Bu milis teşkili ordunun görevlerini hafifletebilir. Fas ve Tunus sınırlarını korumakla görevli birlikleri rahatlatabilir. Altı yüz bin kişilik güçlü bir ordu... Hava ve deniz kuvvetlerinin neredeyse tamamı... Fas ve Tunus halkına yapılan işkenceleri özümlemiş olan usta ve oldukça güçlü bir polis kadrosu...Beş yüz bin kişilik bölge birlikleri... Ordunun görevini azaltmak gerekir. Şehir milislerini oluşturalım. Gerçek şu ki. milislerin teşkili kendi içinde kendine özgün bir çelişkiyi de beraberinde getirir. Fransız ordusunun görevi bitmemiştir. Cezayir Devriminin incelenmesi, anlaşılması, öneminin ölçülüp kavranması ısrarla engellenmişti.
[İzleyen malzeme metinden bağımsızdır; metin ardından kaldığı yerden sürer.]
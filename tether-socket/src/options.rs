//! Session construction options.

use std::time::Duration;

use tether_core::config::AppConfig;
use tether_core::constants;
use tether_core::error::{TetherError, TetherResult};

/// Keep-alive settings.
#[derive(Debug, Clone)]
pub struct HeartbeatOptions {
    pub enabled: bool,
    pub interval: Duration,
    pub timeout: Duration,
    pub ping: String,
    pub pong: String,
}

impl Default for HeartbeatOptions {
    fn default() -> Self {
        Self {
            enabled: false,
            interval: Duration::from_millis(constants::DEFAULT_HEARTBEAT_INTERVAL_MS),
            timeout: Duration::from_millis(constants::DEFAULT_HEARTBEAT_TIMEOUT_MS),
            ping: constants::DEFAULT_PING_LITERAL.to_string(),
            pong: constants::DEFAULT_PONG_LITERAL.to_string(),
        }
    }
}

/// Everything a session needs to know up front.
#[derive(Debug, Clone)]
pub struct SessionOptions {
    pub endpoint: String,
    pub heartbeat: HeartbeatOptions,
    /// Reconnect attempts before the session gives up and is destroyed.
    pub max_retries: u32,
    /// Delay before the first reconnect; doubles on every further attempt.
    pub retry_delay: Duration,
    /// Queue outbound events while disconnected and replay them later.
    pub fallback: bool,
    /// Replay one queued event per interval instead of all at once.
    pub fallback_pacing: Option<Duration>,
    /// Log every frame in and out at debug level.
    pub debug: bool,
}

impl SessionOptions {
    pub fn new(endpoint: impl Into<String>) -> Self {
        Self {
            endpoint: endpoint.into(),
            heartbeat: HeartbeatOptions::default(),
            max_retries: constants::DEFAULT_MAX_RETRIES,
            retry_delay: Duration::from_millis(constants::DEFAULT_RETRY_DELAY_MS),
            fallback: false,
            fallback_pacing: None,
            debug: false,
        }
    }

    /// Build options from the application config.
    pub fn from_config(config: &AppConfig) -> TetherResult<Self> {
        if !config.is_endpoint_configured() {
            return Err(TetherError::MissingConfig("server.endpoint".into()));
        }

        let hb = &config.heartbeat;
        let options = Self {
            endpoint: AppConfig::sanitize_endpoint(&config.server.endpoint),
            heartbeat: HeartbeatOptions {
                enabled: hb.enabled,
                interval: hb.interval(),
                timeout: hb.timeout(),
                ping: hb.message.clone(),
                pong: hb.expected_response.clone(),
            },
            max_retries: config.connection.max_retries,
            retry_delay: config.connection.retry_delay(),
            fallback: config.connection.fallback.local_events,
            fallback_pacing: config.connection.fallback.pacing(),
            debug: config.debug,
        };
        options.validate()?;
        Ok(options)
    }

    /// Turn the heartbeat on with the given timings.
    pub fn with_heartbeat(mut self, interval: Duration, timeout: Duration) -> Self {
        self.heartbeat.enabled = true;
        self.heartbeat.interval = interval;
        self.heartbeat.timeout = timeout;
        self
    }

    pub fn with_control_literals(mut self, ping: impl Into<String>, pong: impl Into<String>) -> Self {
        self.heartbeat.ping = ping.into();
        self.heartbeat.pong = pong.into();
        self
    }

    pub fn with_retries(mut self, max_retries: u32, retry_delay: Duration) -> Self {
        self.max_retries = max_retries;
        self.retry_delay = retry_delay;
        self
    }

    /// Enable the offline queue, optionally paced.
    pub fn with_fallback(mut self, pacing: Option<Duration>) -> Self {
        self.fallback = true;
        self.fallback_pacing = pacing.filter(|p| !p.is_zero());
        self
    }

    pub fn with_debug(mut self, debug: bool) -> Self {
        self.debug = debug;
        self
    }

    pub fn validate(&self) -> TetherResult<()> {
        if self.endpoint.trim().is_empty() {
            return Err(TetherError::MissingConfig("endpoint".into()));
        }
        if self.retry_delay.is_zero() {
            return Err(TetherError::Config("retry delay must be greater than zero".into()));
        }
        let hb = &self.heartbeat;
        if hb.ping.is_empty() || hb.pong.is_empty() {
            return Err(TetherError::Config("ping and pong literals must not be empty".into()));
        }
        if hb.ping == hb.pong {
            return Err(TetherError::Config(format!(
                "ping and pong literals must differ (both are '{}')",
                hb.ping
            )));
        }
        if hb.enabled && (hb.interval.is_zero() || hb.timeout.is_zero()) {
            return Err(TetherError::Config(
                "heartbeat interval and timeout must be greater than zero".into(),
            ));
        }
        Ok(())
    }
}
Her yere bir şef tayin edilmişti... Mahalle şefleri... caddelerin şefleri... kat sorumlulukları. Gününüzde bu tabloya bir de mevki farklılığı ekleniyor.
Kırk sekiz saat içinde iki bin kişi kara listeye geçirilmişti. Cezayir’de yaşayan Avrupalılar Lacoste’un çağrısına anında karşılık verdiler. Bundan böyle her Avrupalı bulunduğu bölgede sağ kalan Cezayirlilerin sayımını yapmakla yükümlüydü. Bilgi toplamalar... terörizme anında karşılık verme.. şüphelerin ortaya çıkması... asker kaçaklarının temizlenmesi... polis kuvvetlerinin güçlendirilmesi... bazen ordunun işlerini hafifletebilir. Bugün denetimlere daha sık denetimler eklenir. Sıradan öldürmelere planlı öldürmeler eşlik eder. B. Milletler, kan akıtmayı durdurun diye öğütler veriyordu. En güvenilir aracı olan Lacoste da, artık akıtılacak kan kalmadı şeklinde karşılık verir. Massou’nun kuvvetlerine teslim edildikten sonra Cezayirliler şehir milislerine yürekten güven duymuşlardı. Lacoste şehir milislerini teşkil etmekle açıkça savaşa burnunu sokmaktan kaçınacağını göstermiştir. Lacoste çürümenin büyük boyutlara ulaştığını kanıtlar. İnsan şu anda mahkum edilmiş olsa bile hangi şey onu özünden yoksun bırakabilir? Cezayir halkı aldığı her karardan sonra savaşma etkinliğini artırmış, gerilimleri daha da şiddetlenmiştir. Her öldürme eyleminden sonra biraz daha bilinçlenme olanağına sahip olmakta ve direnme gücü daha bir sağlamlaşmaktadır. Evet Fransız ordusunun görevleri bitmemiştir. Çünkü Cezayir halkı hâlâ yok edilememiştir.
[8] Düşmanlıkların ortaya çıkmasına neden olanlar sadece mahkum edilen insanlar değildir. Bunun nedeni, kadroların politize olması, yöneticilerin halka; 1) Metropolden gelen insanların her zaman hoşnut olmadıklarını, zaman zaman bu savaş nedeniyle tiksinti duyduklarını, 2) Savaşın şu andaki amacının belli uluslararası anlaşmaların kabulünü sağlamak olduğu, 3) İnsanları mahkûm ettiren ordunun sokak başlarını tutan derme çatma birlikler olmadıkları, aksine gerçek anlamda bir ordu olduğu, 4) Neye mal olursa olsun mahkûmların sahip oldukları olanakların düşman tarafından hapse atılan militanlarımızı savunma için önemli bir baskı aracı olduğu... şeklindeki düşünceleri kabul ettirmesidir.